**WHAT IS EXPECTED**
Within the data that follows, how many lines carry the string "impl"? Give the number alone.
#### THE RECORDS
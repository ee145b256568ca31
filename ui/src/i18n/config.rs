//! Configuration for the translation resource manager.
//!
//! The shipped configuration lives in `ui/i18n.toml` and is embedded at
//! compile time. Every field has a default, so a partial file (or none)
//! still produces a working setup.

use std::collections::BTreeMap;

use once_cell::sync::Lazy;
use serde::Deserialize;

use super::error::ConfigError;
use super::loader::RetryPolicy;

const EMBEDDED_CONFIG: &str = include_str!("../../i18n.toml");

static BUNDLED: Lazy<I18nConfig> = Lazy::new(|| match I18nConfig::from_toml_str(EMBEDDED_CONFIG) {
    Ok(config) => config,
    Err(err) => {
        tracing::error!(%err, "embedded i18n.toml rejected; using built-in defaults");
        I18nConfig::default()
    }
});

#[derive(Debug, Clone, PartialEq, Deserialize)]
#[serde(default)]
pub struct I18nConfig {
    pub default_language: String,
    pub fallback_language: String,
    pub supported_languages: Vec<String>,
    /// Root under which `{language}/{namespace}.json` is served.
    pub base_url: String,
    /// Remember the last language chosen with `change_language`.
    pub persist_language: bool,
    pub cache: CacheConfig,
    pub retry: RetryPolicy,
    pub preload: PreloadConfig,
    pub namespaces: NamespaceConfig,
    /// Route path -> namespaces the view needs.
    pub routes: BTreeMap<String, Vec<String>>,
}

#[derive(Debug, Clone, PartialEq, Deserialize)]
#[serde(default)]
pub struct CacheConfig {
    pub capacity: usize,
}

#[derive(Debug, Clone, PartialEq, Deserialize)]
#[serde(default)]
pub struct PreloadConfig {
    /// Stagger applied before medium/low tier loads so they do not
    /// contend with the first paint.
    pub on_demand_delay_ms: u64,
}

#[derive(Debug, Clone, PartialEq, Deserialize)]
#[serde(default)]
pub struct NamespaceConfig {
    pub critical: Vec<String>,
    pub high: Vec<String>,
    pub medium: Vec<String>,
    pub low: Vec<String>,
}

impl I18nConfig {
    /// The configuration embedded from `ui/i18n.toml`.
    pub fn bundled() -> Self {
        BUNDLED.clone()
    }

    pub fn from_toml_str(raw: &str) -> Result<Self, ConfigError> {
        let config: Self = toml::from_str(raw)?;
        config.validate()?;
        Ok(config)
    }

    pub fn validate(&self) -> Result<(), ConfigError> {
        if self.cache.capacity == 0 {
            return Err(ConfigError::Invalid("cache.capacity must be at least 1".into()));
        }
        if self.retry.max_attempts == 0 {
            return Err(ConfigError::Invalid("retry.max_attempts must be at least 1".into()));
        }
        if !self.retry.base.is_finite() || self.retry.base < 1.0 {
            return Err(ConfigError::Invalid("retry.base must be a finite number >= 1".into()));
        }
        if self.default_language.trim().is_empty() || self.fallback_language.trim().is_empty() {
            return Err(ConfigError::Invalid("language codes must not be empty".into()));
        }
        if !self.supported_languages.contains(&self.default_language) {
            return Err(ConfigError::Invalid(format!(
                "default_language `{}` is not listed in supported_languages",
                self.default_language
            )));
        }
        Ok(())
    }
}

impl Default for I18nConfig {
    fn default() -> Self {
        Self {
            default_language: "it".to_string(),
            fallback_language: "en".to_string(),
            supported_languages: vec!["it".to_string(), "en".to_string()],
            base_url: "/locales".to_string(),
            persist_language: true,
            cache: CacheConfig::default(),
            retry: RetryPolicy::default(),
            preload: PreloadConfig::default(),
            namespaces: NamespaceConfig::default(),
            routes: BTreeMap::new(),
        }
    }
}

impl Default for CacheConfig {
    fn default() -> Self {
        Self { capacity: 50 }
    }
}

impl Default for PreloadConfig {
    fn default() -> Self {
        Self {
            on_demand_delay_ms: 100,
        }
    }
}

impl Default for NamespaceConfig {
    fn default() -> Self {
        Self {
            critical: vec!["common".to_string()],
            high: Vec::new(),
            medium: Vec::new(),
            low: Vec::new(),
        }
    }
}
########
**RESULT OF THIS EXERCISE**
5